Politics – caring for the body politic by evaluating the short- and long-term effects of measures and candidates on you and others; being a well- informed citizen; not being swept up by bias, scandal-mongering or other trivia or allowing emotions to cloud your judgment; holding elected officials accountable; asserting your needs and insisting that those be recognized; refusing to succumb to cynicism, nihilism, negativity, or name-calling

Nest – ensuring that you have a nurturing and supportive home environment in which to recover from the assaults and insults of daily life by keeping it reasonably clean, comfortable, organized, and aesthetically appealing.

Systems – having sufficient organization to easily access important papers, manage finances, bills, and taxes, and avoid unnecessary legal difficulties; having “homes” for all important belongings; reducing clutter on a regular basis

Many of these activities may seem trivial and mundane, but they are the activities that DETERMINE the quality of our lives. Neglecting any area will have increasingly adverse consequences the longer it is ignored that will undermine a happy, healthy life.

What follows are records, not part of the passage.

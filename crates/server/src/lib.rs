use api_types::Envelope;
use axum::{Json, http::StatusCode, response::IntoResponse};
use engine::EngineError;

pub use server::{ServerOptions, app, run, run_with_listener, spawn_with_listener};

mod auth;
mod budgets;
mod categories;
mod expenses;
mod incomes;
pub mod pdf;
mod reports;
mod server;
mod user;
mod views;

pub mod types {
    pub mod auth {
        pub use api_types::auth::{Register, Session, SignIn};
    }

    pub mod user {
        pub use api_types::user::{Role, UserUpdate, UserView};
    }

    pub mod budget {
        pub use api_types::budget::{BudgetFilter, BudgetNew, BudgetUpdate, BudgetView};
    }

    pub mod category {
        pub use api_types::category::{CategoryNew, CategoryUpdate, CategoryView};
    }

    pub mod income {
        pub use api_types::income::{IncomeFilter, IncomeNew, IncomeUpdate, IncomeView};
    }

    pub mod expense {
        pub use api_types::expense::{ExpenseNew, ExpenseUpdate, ExpenseView};
    }

    pub mod report {
        pub use api_types::report::{CustomRange, PeriodQuery};
        pub use engine::reports::{
            AnnualBudget, BudgetAlert, CategoryShare, CategoryTotal, CustomReport, Forecast,
            MonthlyTrends, PeriodTotal, Totals,
        };
    }
}

#[derive(Debug)]
pub enum ServerError {
    Engine(EngineError),
    Unauthorized(String),
    Internal(String),
    Generic(String),
}

fn status_for_engine_error(err: &EngineError) -> StatusCode {
    match err {
        EngineError::Forbidden(_) => StatusCode::FORBIDDEN,
        EngineError::KeyNotFound(_) => StatusCode::NOT_FOUND,
        EngineError::ExistingKey(_) => StatusCode::CONFLICT,
        EngineError::InvalidCredentials => StatusCode::UNAUTHORIZED,
        EngineError::Database(_) | EngineError::PasswordHash(_) => {
            StatusCode::INTERNAL_SERVER_ERROR
        }
        EngineError::InvalidAmount(_)
        | EngineError::InvalidName(_)
        | EngineError::InvalidPeriod(_) => StatusCode::UNPROCESSABLE_ENTITY,
    }
}

fn message_for_engine_error(err: EngineError) -> String {
    match err {
        EngineError::Database(db_err) => {
            tracing::error!("database error: {db_err}");
            "internal server error".to_string()
        }
        EngineError::PasswordHash(hash_err) => {
            tracing::error!("password hashing error: {hash_err}");
            "internal server error".to_string()
        }
        other => other.to_string(),
    }
}

impl IntoResponse for ServerError {
    fn into_response(self) -> axum::response::Response {
        let (status, message) = match self {
            ServerError::Engine(err) => (status_for_engine_error(&err), message_for_engine_error(err)),
            ServerError::Unauthorized(err) => (StatusCode::UNAUTHORIZED, err),
            ServerError::Internal(err) => {
                tracing::error!("internal error: {err}");
                (
                    StatusCode::INTERNAL_SERVER_ERROR,
                    "internal server error".to_string(),
                )
            }
            ServerError::Generic(err) => (StatusCode::BAD_REQUEST, err),
        };

        (status, Json(Envelope::failure(message))).into_response()
    }
}

impl From<EngineError> for ServerError {
    fn from(value: EngineError) -> Self {
        Self::Engine(value)
    }
}
use chrono::{Datelike, Duration, Utc};
use sea_orm::{Database, DatabaseConnection};

use engine::{
    BudgetPatch, CategoryPatch, DateRange, Engine, EngineError, ExpensePatch, IncomePatch, Report,
    ReportRequest, Role, User, UserPatch,
};
use migration::MigratorTrait;

async fn engine_with_db() -> (Engine, DatabaseConnection) {
    let db = Database::connect("sqlite::memory:").await.unwrap();
    migration::Migrator::up(&db, None).await.unwrap();
    let engine = Engine::builder()
        .database(db.clone())
        .build()
        .await
        .unwrap();
    (engine, db)
}

async fn register(engine: &Engine, email: &str) -> User {
    engine
        .register_user("Ada", "Lovelace", email, "secret123", None, Role::User)
        .await
        .unwrap()
}

#[tokio::test]
async fn register_and_authenticate() {
    let (engine, _db) = engine_with_db().await;
    let user = register(&engine, "Ada@Example.com").await;
    assert_eq!(user.email, "ada@example.com");
    assert_eq!(user.role, Role::User);

    let logged = engine
        .authenticate("ADA@example.com", "secret123")
        .await
        .unwrap();
    assert_eq!(logged.id, user.id);

    assert_eq!(
        engine.authenticate("ada@example.com", "wrong-pass").await,
        Err(EngineError::InvalidCredentials)
    );
    assert!(matches!(
        engine.authenticate("nobody@example.com", "secret123").await,
        Err(EngineError::KeyNotFound(_))
    ));
}

#[tokio::test]
async fn duplicate_email_is_rejected() {
    let (engine, _db) = engine_with_db().await;
    register(&engine, "ada@example.com").await;
    let err = engine
        .register_user("Ada", "Byron", "ADA@example.com", "secret123", None, Role::User)
        .await
        .unwrap_err();
    assert_eq!(err, EngineError::ExistingKey("ada@example.com".to_string()));
}

#[tokio::test]
async fn registration_validates_input() {
    let (engine, _db) = engine_with_db().await;
    assert!(matches!(
        engine
            .register_user("A", "Lovelace", "ada@example.com", "secret123", None, Role::User)
            .await,
        Err(EngineError::InvalidName(_))
    ));
    assert!(matches!(
        engine
            .register_user("Ada", "Lovelace", "ada@example.com", "123", None, Role::User)
            .await,
        Err(EngineError::InvalidName(_))
    ));
}

#[tokio::test]
async fn update_user_changes_profile_and_password() {
    let (engine, _db) = engine_with_db().await;
    let user = register(&engine, "ada@example.com").await;

    let updated = engine
        .update_user(
            &user.id,
            UserPatch {
                first_name: Some("Augusta".to_string()),
                password: Some("newsecret".to_string()),
                ..UserPatch::default()
            },
        )
        .await
        .unwrap();
    assert_eq!(updated.first_name, "Augusta");
    assert_eq!(updated.last_name, "Lovelace");

    assert!(engine.authenticate("ada@example.com", "newsecret").await.is_ok());
    assert_eq!(
        engine.authenticate("ada@example.com", "secret123").await,
        Err(EngineError::InvalidCredentials)
    );
}

#[tokio::test]
async fn budgets_are_unique_per_period() {
    let (engine, _db) = engine_with_db().await;
    let user = register(&engine, "ada@example.com").await;

    let budget = engine
        .new_budget(&user.id, 500.0, " March ", 2024)
        .await
        .unwrap();
    assert_eq!(budget.month, "march");
    assert_eq!(budget.amount, Some(500.0));

    assert!(matches!(
        engine.new_budget(&user.id, 100.0, "MARCH", 2024).await,
        Err(EngineError::ExistingKey(_))
    ));
    assert!(engine.new_budget(&user.id, 100.0, "march", 2025).await.is_ok());

    let other = register(&engine, "grace@example.com").await;
    assert!(engine.new_budget(&other.id, 100.0, "march", 2024).await.is_ok());
}

#[tokio::test]
async fn budget_input_is_validated() {
    let (engine, _db) = engine_with_db().await;
    let user = register(&engine, "ada@example.com").await;
    let too_late = Utc::now().year() + 11;

    assert!(matches!(
        engine.new_budget(&user.id, -1.0, "march", 2024).await,
        Err(EngineError::InvalidAmount(_))
    ));
    assert!(matches!(
        engine.new_budget(&user.id, f64::NAN, "march", 2024).await,
        Err(EngineError::InvalidAmount(_))
    ));
    assert!(matches!(
        engine.new_budget(&user.id, 1e308, "march", 2024).await,
        Err(EngineError::InvalidAmount(_))
    ));
    assert!(matches!(
        engine.new_budget(&user.id, 10.0, "march", too_late).await,
        Err(EngineError::InvalidPeriod(_))
    ));
    assert!(matches!(
        engine.new_budget(&user.id, 10.0, "march", 1899).await,
        Err(EngineError::InvalidPeriod(_))
    ));
}

#[tokio::test]
async fn budget_filters_and_update() {
    let (engine, _db) = engine_with_db().await;
    let user = register(&engine, "ada@example.com").await;
    let march = engine.new_budget(&user.id, 100.0, "march", 2024).await.unwrap();
    engine.new_budget(&user.id, 200.0, "april", 2024).await.unwrap();
    engine.new_budget(&user.id, 300.0, "march", 2023).await.unwrap();

    assert_eq!(engine.budgets(&user.id, None, None).await.unwrap().len(), 3);
    assert_eq!(
        engine
            .budgets(&user.id, Some(2024), None)
            .await
            .unwrap()
            .len(),
        2
    );
    let filtered = engine
        .budgets(&user.id, Some(2024), Some("MARCH"))
        .await
        .unwrap();
    assert_eq!(filtered.len(), 1);
    assert_eq!(filtered[0].id, march.id);

    assert!(matches!(
        engine
            .update_budget(
                &user.id,
                &march.id,
                BudgetPatch {
                    month: Some("April".to_string()),
                    ..BudgetPatch::default()
                },
            )
            .await,
        Err(EngineError::ExistingKey(_))
    ));

    let updated = engine
        .update_budget(
            &user.id,
            &march.id,
            BudgetPatch {
                amount: Some(150.0),
                ..BudgetPatch::default()
            },
        )
        .await
        .unwrap();
    assert_eq!(updated.amount, Some(150.0));
    assert_eq!(updated.month, "march");
}

#[tokio::test]
async fn records_of_other_users_are_not_found() {
    let (engine, _db) = engine_with_db().await;
    let ada = register(&engine, "ada@example.com").await;
    let grace = register(&engine, "grace@example.com").await;

    let budget = engine.new_budget(&ada.id, 100.0, "march", 2024).await.unwrap();
    let category = engine.new_category(&ada.id, "Food", None).await.unwrap();

    assert!(matches!(
        engine.budget(&grace.id, &budget.id).await,
        Err(EngineError::KeyNotFound(_))
    ));
    assert!(matches!(
        engine.delete_category(&grace.id, &category.id).await,
        Err(EngineError::KeyNotFound(_))
    ));
    assert!(matches!(
        engine
            .new_expense(&grace.id, &budget.id, &category.id, 10.0, None)
            .await,
        Err(EngineError::KeyNotFound(_))
    ));
    assert!(matches!(
        engine
            .new_income(&grace.id, &budget.id, 10.0, "march", 2024, "salary")
            .await,
        Err(EngineError::KeyNotFound(_))
    ));
}

#[tokio::test]
async fn budget_is_hydrated_with_children() {
    let (engine, _db) = engine_with_db().await;
    let user = register(&engine, "ada@example.com").await;
    let budget = engine.new_budget(&user.id, 100.0, "march", 2024).await.unwrap();
    let category = engine
        .new_category(&user.id, "Food", Some("groceries"))
        .await
        .unwrap();
    let expense = engine
        .new_expense(&user.id, &budget.id, &category.id, 42.5, Some("market"))
        .await
        .unwrap();
    engine
        .new_income(&user.id, &budget.id, 1000.0, "March", 2024, "salary")
        .await
        .unwrap();

    let record = engine.budget(&user.id, &budget.id).await.unwrap();
    assert_eq!(record.expenses, vec![expense.clone()]);
    assert_eq!(record.incomes.len(), 1);
    assert_eq!(record.incomes[0].month, "march");

    let record = engine.category(&user.id, &category.id).await.unwrap();
    assert_eq!(record.category.description.as_deref(), Some("groceries"));
    assert_eq!(record.expenses, vec![expense]);
}

#[tokio::test]
async fn deleting_a_budget_removes_its_records() {
    let (engine, _db) = engine_with_db().await;
    let user = register(&engine, "ada@example.com").await;
    let budget = engine.new_budget(&user.id, 100.0, "march", 2024).await.unwrap();
    let category = engine.new_category(&user.id, "Food", None).await.unwrap();
    engine
        .new_expense(&user.id, &budget.id, &category.id, 10.0, None)
        .await
        .unwrap();
    engine
        .new_income(&user.id, &budget.id, 10.0, "march", 2024, "gift")
        .await
        .unwrap();

    engine.delete_budget(&user.id, &budget.id).await.unwrap();
    assert!(engine.expenses(&user.id).await.unwrap().is_empty());
    assert!(engine.incomes(&user.id, None, None).await.unwrap().is_empty());
    assert_eq!(engine.categories(&user.id).await.unwrap().len(), 1);
}

#[tokio::test]
async fn deleting_a_category_removes_its_expenses() {
    let (engine, _db) = engine_with_db().await;
    let user = register(&engine, "ada@example.com").await;
    let budget = engine.new_budget(&user.id, 100.0, "march", 2024).await.unwrap();
    let food = engine.new_category(&user.id, "Food", None).await.unwrap();
    let rent = engine.new_category(&user.id, "Rent", None).await.unwrap();
    engine
        .new_expense(&user.id, &budget.id, &food.id, 10.0, None)
        .await
        .unwrap();
    let kept = engine
        .new_expense(&user.id, &budget.id, &rent.id, 20.0, None)
        .await
        .unwrap();

    engine.delete_category(&user.id, &food.id).await.unwrap();
    assert_eq!(engine.expenses(&user.id).await.unwrap(), vec![kept]);
}

#[tokio::test]
async fn expense_and_income_updates() {
    let (engine, _db) = engine_with_db().await;
    let user = register(&engine, "ada@example.com").await;
    let march = engine.new_budget(&user.id, 100.0, "march", 2024).await.unwrap();
    let april = engine.new_budget(&user.id, 100.0, "april", 2024).await.unwrap();
    let food = engine.new_category(&user.id, "Food", None).await.unwrap();
    let rent = engine.new_category(&user.id, "Rent", None).await.unwrap();
    let expense = engine
        .new_expense(&user.id, &march.id, &food.id, 10.0, None)
        .await
        .unwrap();

    let moved = engine
        .update_expense(
            &user.id,
            &expense.id,
            ExpensePatch {
                amount: Some(12.0),
                budget_id: Some(april.id.clone()),
                category_id: Some(rent.id.clone()),
                ..ExpensePatch::default()
            },
        )
        .await
        .unwrap();
    assert_eq!(moved.amount, Some(12.0));
    assert_eq!(moved.budget_id, april.id);
    assert_eq!(moved.category_id, rent.id);

    assert!(matches!(
        engine
            .update_expense(
                &user.id,
                &expense.id,
                ExpensePatch {
                    category_id: Some("missing".to_string()),
                    ..ExpensePatch::default()
                },
            )
            .await,
        Err(EngineError::KeyNotFound(_))
    ));

    let income = engine
        .new_income(&user.id, &march.id, 10.0, "march", 2024, "salary")
        .await
        .unwrap();
    let income = engine
        .update_income(
            &user.id,
            &income.id,
            IncomePatch {
                source: Some("bonus".to_string()),
                ..IncomePatch::default()
            },
        )
        .await
        .unwrap();
    assert_eq!(income.source, "bonus");
    assert_eq!(
        engine
            .incomes(&user.id, Some("March"), Some(2024))
            .await
            .unwrap()
            .len(),
        1
    );
    assert!(
        engine
            .incomes(&user.id, Some("april"), None)
            .await
            .unwrap()
            .is_empty()
    );

    let category = engine
        .update_category(
            &user.id,
            &food.id,
            CategoryPatch {
                name: Some("Groceries".to_string()),
                ..CategoryPatch::default()
            },
        )
        .await
        .unwrap();
    assert_eq!(category.name, "Groceries");
}

#[tokio::test]
async fn delete_user_removes_everything() {
    let (engine, _db) = engine_with_db().await;
    let user = register(&engine, "ada@example.com").await;
    let budget = engine.new_budget(&user.id, 100.0, "march", 2024).await.unwrap();
    let category = engine.new_category(&user.id, "Food", None).await.unwrap();
    engine
        .new_expense(&user.id, &budget.id, &category.id, 10.0, None)
        .await
        .unwrap();

    engine.delete_user(&user.id).await.unwrap();
    assert!(matches!(
        engine.user(&user.id).await,
        Err(EngineError::KeyNotFound(_))
    ));
    assert!(matches!(
        engine.snapshot(&user.id).await,
        Err(EngineError::KeyNotFound(_))
    ));
    assert!(engine.list_users().await.unwrap().is_empty());
}

#[tokio::test]
async fn reports_run_over_stored_records() {
    let (engine, _db) = engine_with_db().await;
    let user = register(&engine, "ada@example.com").await;
    let year = Utc::now().year();
    let budget = engine.new_budget(&user.id, 100.0, "march", year).await.unwrap();
    let food = engine.new_category(&user.id, "Food", None).await.unwrap();
    let rent = engine.new_category(&user.id, "Rent", None).await.unwrap();
    engine
        .new_expense(&user.id, &budget.id, &food.id, 40.0, None)
        .await
        .unwrap();
    engine
        .new_expense(&user.id, &budget.id, &rent.id, 80.0, None)
        .await
        .unwrap();
    engine
        .new_income(&user.id, &budget.id, 1000.0, "march", year, "salary")
        .await
        .unwrap();

    let snapshot = engine.snapshot(&user.id).await.unwrap();
    assert_eq!(snapshot.budgets[0].expenses.len(), 2);
    assert_eq!(snapshot.categories.len(), 2);

    match engine.report(&user.id, &ReportRequest::Totals).await.unwrap() {
        Report::Totals(totals) => {
            assert_eq!(totals.total_expense, 120.0);
            assert_eq!(totals.total_income, 1000.0);
            assert_eq!(totals.total_budget, 100.0);
        }
        other => panic!("unexpected report {other:?}"),
    }

    match engine
        .report(&user.id, &ReportRequest::AnnualBudget { year })
        .await
        .unwrap()
    {
        Report::AnnualBudget(plan) => assert_eq!(plan.remaining_budget, -20.0),
        other => panic!("unexpected report {other:?}"),
    }

    match engine
        .report(&user.id, &ReportRequest::BudgetAlerts)
        .await
        .unwrap()
    {
        Report::BudgetAlerts(alerts) => {
            assert_eq!(alerts.len(), 1);
            assert_eq!(alerts[0].spent, 120.0);
        }
        other => panic!("unexpected report {other:?}"),
    }

    let now = Utc::now();
    let range = DateRange::new(now - Duration::hours(1), now + Duration::hours(1));
    match engine
        .report(&user.id, &ReportRequest::Custom(range))
        .await
        .unwrap()
    {
        Report::Custom(report) => assert_eq!(report.net_income, 880.0),
        other => panic!("unexpected report {other:?}"),
    }

    let bundle = engine.export(&user.id).await.unwrap();
    assert_eq!(bundle.budgets.len(), 1);
    assert_eq!(bundle.expenses.len(), 2);
    assert_eq!(bundle.incomes[0].source, "salary");
}

#[tokio::test]
async fn report_for_unknown_user_is_not_found() {
    let (engine, _db) = engine_with_db().await;
    assert!(matches!(
        engine.report("missing", &ReportRequest::Forecast).await,
        Err(EngineError::KeyNotFound(_))
    ));
}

No one scores 100% on any of these measures. We are all works in progress – striving to be better, aspiring to higher things. No one should ever berate themselves for falling short on these or any other scales. What is needed instead is a PLAN, a doable, tolerable, easy, easy plan for consistently improving the most important areas in very small doses every day or close to it to gradually reach the level you want for yourself, and a big dose of acceptance that understands that our world and lives are too full to do it all. (Just don’t do things that actively violate best interests.)

When we do not take care of any part of our being, but especially the body and emotions, our unconscious mind responds by justifying our actions as “oh well, it must not be important”, and that it means our needs are not important, and therefore, we are not important. These conclusions undermine self-esteem and self-worth, but the cure is simple and easy: make self-care, especially of the body and emotions your top priority, even if you do not think you ‘deserve’ it or need it. You will then become more effective at everything else that you need to do because you will not have adverse emotions pulling you down and making you less productive.

So, what interferes with people always acting on their best interests? The most common reasons include

All of these issues can be changed, some more easily than others. Information on all types of health is all around us, although some effort may be required to sort out the good from the bad. Resources for building skills are everywhere, and therapy for the emotional issues is available in many forms.

When you see yourself acting against your own best interests, the situation is yours to correct. You can analyze your behavior from various angles, dig deep to find contributing factors (such as, ‘every time x happens, I do __’) and solutions for each one, set up your environment to make more constructive behavior easier and adverse actions harder (such as, removing unhealthy food from your home and stocking it with delicious, healthy food), establish what James Clear calls “bright-line” rules (such as, “I will not do __ until I have done __”). You can set up reminder notes, computer alerts, buddy systems with friends, the possibilities are limited only by your imagination and determination to change.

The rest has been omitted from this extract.